- Goal of the exercise -
In the records that follow, show each line where the word "impl" is present.

- Records for this exercise -

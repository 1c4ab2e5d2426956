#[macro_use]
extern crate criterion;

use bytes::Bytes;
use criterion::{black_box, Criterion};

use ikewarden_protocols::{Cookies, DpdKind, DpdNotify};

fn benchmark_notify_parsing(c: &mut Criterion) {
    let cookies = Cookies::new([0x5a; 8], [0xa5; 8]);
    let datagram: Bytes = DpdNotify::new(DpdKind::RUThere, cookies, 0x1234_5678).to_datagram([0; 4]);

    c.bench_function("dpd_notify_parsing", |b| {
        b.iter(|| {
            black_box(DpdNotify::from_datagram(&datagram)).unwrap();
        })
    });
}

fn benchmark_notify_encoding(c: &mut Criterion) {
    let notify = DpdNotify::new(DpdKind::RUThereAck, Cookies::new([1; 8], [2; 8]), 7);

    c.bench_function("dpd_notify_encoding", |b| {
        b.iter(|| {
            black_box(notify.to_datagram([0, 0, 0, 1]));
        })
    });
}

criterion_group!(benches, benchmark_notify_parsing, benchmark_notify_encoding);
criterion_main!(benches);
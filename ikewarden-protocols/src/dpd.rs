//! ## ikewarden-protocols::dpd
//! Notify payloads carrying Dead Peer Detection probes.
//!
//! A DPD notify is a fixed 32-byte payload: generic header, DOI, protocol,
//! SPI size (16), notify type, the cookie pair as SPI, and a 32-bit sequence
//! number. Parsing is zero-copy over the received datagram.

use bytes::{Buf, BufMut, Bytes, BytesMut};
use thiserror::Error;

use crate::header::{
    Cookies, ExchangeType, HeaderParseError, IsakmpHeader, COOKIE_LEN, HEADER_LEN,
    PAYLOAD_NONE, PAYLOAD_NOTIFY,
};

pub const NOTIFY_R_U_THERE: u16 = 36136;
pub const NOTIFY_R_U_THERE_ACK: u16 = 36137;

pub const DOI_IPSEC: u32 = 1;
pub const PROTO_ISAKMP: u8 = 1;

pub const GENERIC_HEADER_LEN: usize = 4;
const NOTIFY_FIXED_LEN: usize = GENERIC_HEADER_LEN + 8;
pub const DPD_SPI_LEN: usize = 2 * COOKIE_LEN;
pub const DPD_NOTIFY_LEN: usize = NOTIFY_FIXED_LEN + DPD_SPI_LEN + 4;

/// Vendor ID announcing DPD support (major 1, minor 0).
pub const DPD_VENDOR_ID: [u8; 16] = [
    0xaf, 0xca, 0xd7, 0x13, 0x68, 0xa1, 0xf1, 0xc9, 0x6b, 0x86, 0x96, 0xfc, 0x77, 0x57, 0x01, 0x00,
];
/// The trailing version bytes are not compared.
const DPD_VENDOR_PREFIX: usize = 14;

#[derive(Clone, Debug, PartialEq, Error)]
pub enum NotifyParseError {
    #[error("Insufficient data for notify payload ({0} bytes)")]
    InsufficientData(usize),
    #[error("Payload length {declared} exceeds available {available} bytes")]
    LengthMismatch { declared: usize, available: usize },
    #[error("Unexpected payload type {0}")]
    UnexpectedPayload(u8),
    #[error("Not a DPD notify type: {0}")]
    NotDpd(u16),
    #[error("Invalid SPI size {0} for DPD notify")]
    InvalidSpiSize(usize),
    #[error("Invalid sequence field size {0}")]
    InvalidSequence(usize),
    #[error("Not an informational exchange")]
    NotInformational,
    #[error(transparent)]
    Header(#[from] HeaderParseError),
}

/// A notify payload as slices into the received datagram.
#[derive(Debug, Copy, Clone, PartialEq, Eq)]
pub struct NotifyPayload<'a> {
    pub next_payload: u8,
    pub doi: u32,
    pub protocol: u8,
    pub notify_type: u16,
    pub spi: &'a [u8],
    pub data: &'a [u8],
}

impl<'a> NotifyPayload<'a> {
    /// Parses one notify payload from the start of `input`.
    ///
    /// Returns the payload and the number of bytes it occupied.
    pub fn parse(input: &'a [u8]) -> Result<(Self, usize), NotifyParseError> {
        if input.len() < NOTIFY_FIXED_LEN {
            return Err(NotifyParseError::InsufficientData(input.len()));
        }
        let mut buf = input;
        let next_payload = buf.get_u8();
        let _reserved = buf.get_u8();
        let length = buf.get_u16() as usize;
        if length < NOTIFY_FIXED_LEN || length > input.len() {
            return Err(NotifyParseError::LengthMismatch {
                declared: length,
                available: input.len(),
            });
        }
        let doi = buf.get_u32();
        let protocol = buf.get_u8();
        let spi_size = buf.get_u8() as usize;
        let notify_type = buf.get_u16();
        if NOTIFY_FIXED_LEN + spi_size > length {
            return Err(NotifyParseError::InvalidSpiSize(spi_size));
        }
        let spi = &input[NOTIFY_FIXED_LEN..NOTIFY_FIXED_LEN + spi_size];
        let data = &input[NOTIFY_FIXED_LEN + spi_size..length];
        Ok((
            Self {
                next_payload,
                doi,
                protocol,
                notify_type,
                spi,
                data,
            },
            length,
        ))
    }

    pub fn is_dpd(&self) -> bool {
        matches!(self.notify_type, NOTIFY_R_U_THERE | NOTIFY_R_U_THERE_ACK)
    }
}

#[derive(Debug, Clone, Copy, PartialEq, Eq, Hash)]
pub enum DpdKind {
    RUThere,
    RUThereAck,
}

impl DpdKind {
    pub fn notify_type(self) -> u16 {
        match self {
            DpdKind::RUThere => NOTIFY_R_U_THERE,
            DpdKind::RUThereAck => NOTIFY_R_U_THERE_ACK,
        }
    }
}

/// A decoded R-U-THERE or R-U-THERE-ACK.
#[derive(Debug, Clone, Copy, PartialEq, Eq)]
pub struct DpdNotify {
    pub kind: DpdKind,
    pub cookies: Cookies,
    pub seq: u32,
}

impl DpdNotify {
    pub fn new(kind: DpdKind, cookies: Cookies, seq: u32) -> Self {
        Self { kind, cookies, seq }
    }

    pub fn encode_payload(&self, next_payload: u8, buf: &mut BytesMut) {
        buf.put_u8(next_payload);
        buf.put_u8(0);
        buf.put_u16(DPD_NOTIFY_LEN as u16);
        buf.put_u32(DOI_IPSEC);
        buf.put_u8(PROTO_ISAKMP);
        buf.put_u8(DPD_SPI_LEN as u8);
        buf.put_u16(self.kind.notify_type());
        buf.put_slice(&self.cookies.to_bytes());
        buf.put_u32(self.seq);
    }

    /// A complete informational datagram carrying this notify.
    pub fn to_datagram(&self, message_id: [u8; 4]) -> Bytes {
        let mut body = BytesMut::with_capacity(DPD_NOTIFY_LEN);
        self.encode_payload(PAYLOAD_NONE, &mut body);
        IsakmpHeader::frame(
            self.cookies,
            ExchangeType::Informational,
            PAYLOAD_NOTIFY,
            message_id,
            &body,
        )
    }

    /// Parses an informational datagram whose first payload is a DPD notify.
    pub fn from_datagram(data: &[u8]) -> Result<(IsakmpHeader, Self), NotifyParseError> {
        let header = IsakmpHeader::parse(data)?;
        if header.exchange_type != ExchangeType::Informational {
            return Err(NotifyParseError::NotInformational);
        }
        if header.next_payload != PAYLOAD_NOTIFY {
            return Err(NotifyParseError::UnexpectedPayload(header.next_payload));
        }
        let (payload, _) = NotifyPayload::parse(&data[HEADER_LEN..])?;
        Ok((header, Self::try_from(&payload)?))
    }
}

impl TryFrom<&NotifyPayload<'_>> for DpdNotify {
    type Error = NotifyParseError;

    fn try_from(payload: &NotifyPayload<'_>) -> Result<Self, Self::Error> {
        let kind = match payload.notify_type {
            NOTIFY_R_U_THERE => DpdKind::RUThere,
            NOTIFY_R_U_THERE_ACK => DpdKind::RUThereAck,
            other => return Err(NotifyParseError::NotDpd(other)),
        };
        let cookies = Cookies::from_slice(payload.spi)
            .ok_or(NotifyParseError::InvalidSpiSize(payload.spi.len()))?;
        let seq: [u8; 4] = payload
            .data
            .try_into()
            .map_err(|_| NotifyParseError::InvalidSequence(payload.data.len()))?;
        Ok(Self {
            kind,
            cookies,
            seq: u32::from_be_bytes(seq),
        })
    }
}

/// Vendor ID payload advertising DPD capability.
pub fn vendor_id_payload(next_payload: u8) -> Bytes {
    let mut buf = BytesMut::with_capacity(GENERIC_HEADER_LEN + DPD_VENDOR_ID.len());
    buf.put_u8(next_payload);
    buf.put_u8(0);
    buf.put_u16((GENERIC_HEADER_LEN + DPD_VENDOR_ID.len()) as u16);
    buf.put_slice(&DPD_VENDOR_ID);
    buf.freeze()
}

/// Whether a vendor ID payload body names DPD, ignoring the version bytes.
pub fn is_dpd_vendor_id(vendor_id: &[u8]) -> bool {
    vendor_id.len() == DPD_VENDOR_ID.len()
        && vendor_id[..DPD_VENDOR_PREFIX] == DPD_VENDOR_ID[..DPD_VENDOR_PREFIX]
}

--

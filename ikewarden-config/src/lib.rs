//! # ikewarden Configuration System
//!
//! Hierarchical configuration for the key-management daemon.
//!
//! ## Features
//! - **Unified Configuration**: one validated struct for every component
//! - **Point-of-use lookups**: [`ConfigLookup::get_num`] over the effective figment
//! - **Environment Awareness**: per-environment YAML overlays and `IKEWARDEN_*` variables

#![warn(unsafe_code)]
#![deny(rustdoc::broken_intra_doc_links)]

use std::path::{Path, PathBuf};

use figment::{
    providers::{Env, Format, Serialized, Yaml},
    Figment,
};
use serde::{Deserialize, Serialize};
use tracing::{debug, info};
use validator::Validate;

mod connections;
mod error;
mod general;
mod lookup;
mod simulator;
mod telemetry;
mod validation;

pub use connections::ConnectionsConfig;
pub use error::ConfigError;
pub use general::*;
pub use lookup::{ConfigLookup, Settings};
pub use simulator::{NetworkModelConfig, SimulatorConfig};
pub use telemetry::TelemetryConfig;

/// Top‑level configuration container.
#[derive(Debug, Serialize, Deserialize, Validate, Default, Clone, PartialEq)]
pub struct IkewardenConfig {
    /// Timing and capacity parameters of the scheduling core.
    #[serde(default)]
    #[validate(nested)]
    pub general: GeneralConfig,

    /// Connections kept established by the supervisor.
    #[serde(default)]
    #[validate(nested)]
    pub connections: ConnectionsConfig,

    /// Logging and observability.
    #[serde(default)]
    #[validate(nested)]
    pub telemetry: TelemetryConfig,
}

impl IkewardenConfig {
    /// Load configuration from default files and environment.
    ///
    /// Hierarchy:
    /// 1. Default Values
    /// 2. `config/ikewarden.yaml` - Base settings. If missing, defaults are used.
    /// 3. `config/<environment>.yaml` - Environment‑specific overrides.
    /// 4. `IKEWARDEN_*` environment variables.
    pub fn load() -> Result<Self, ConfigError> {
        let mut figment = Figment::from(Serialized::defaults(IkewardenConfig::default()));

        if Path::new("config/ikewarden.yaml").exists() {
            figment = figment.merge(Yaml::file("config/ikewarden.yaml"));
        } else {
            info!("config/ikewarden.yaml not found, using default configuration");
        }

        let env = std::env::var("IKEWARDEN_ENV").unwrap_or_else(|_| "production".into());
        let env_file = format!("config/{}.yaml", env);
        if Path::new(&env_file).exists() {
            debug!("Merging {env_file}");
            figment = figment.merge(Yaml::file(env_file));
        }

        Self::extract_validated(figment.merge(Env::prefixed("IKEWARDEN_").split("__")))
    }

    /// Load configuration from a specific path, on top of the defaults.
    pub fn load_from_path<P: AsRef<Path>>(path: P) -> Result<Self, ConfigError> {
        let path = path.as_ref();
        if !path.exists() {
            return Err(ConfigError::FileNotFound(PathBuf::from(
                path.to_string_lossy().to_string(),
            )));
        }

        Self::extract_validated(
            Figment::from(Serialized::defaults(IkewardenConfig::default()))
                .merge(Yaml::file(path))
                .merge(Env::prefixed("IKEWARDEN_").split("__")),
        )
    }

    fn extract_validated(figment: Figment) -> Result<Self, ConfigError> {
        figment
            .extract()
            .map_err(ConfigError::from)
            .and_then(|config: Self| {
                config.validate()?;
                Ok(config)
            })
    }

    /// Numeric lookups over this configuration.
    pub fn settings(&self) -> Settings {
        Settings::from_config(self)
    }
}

...

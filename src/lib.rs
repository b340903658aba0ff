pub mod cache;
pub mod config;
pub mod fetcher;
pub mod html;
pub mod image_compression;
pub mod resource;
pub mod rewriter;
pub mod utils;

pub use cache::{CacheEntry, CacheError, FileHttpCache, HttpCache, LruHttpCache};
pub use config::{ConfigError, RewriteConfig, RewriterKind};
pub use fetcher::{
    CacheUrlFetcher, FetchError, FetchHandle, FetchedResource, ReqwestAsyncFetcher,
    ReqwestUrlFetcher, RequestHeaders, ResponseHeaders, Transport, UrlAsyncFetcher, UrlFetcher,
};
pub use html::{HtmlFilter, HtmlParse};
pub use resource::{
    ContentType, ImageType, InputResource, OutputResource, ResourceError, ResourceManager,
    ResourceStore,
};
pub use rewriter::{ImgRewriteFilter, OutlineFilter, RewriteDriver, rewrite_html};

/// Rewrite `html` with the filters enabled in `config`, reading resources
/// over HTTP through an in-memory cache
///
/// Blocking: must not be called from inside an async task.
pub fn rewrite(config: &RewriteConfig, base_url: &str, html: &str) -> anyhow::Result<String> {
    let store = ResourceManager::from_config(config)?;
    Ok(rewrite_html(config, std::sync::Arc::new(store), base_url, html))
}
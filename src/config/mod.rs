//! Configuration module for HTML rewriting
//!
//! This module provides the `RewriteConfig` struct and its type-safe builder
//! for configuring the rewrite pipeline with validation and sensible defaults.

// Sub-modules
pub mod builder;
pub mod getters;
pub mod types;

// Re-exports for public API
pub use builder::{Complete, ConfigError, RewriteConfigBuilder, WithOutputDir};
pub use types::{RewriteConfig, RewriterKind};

- Your solution -
impl<'a> NotifyPayload<'a> {
impl DpdKind {
impl DpdNotify {
impl TryFrom<&NotifyPayload<'_>> for DpdNotify {
impl IkewardenConfig {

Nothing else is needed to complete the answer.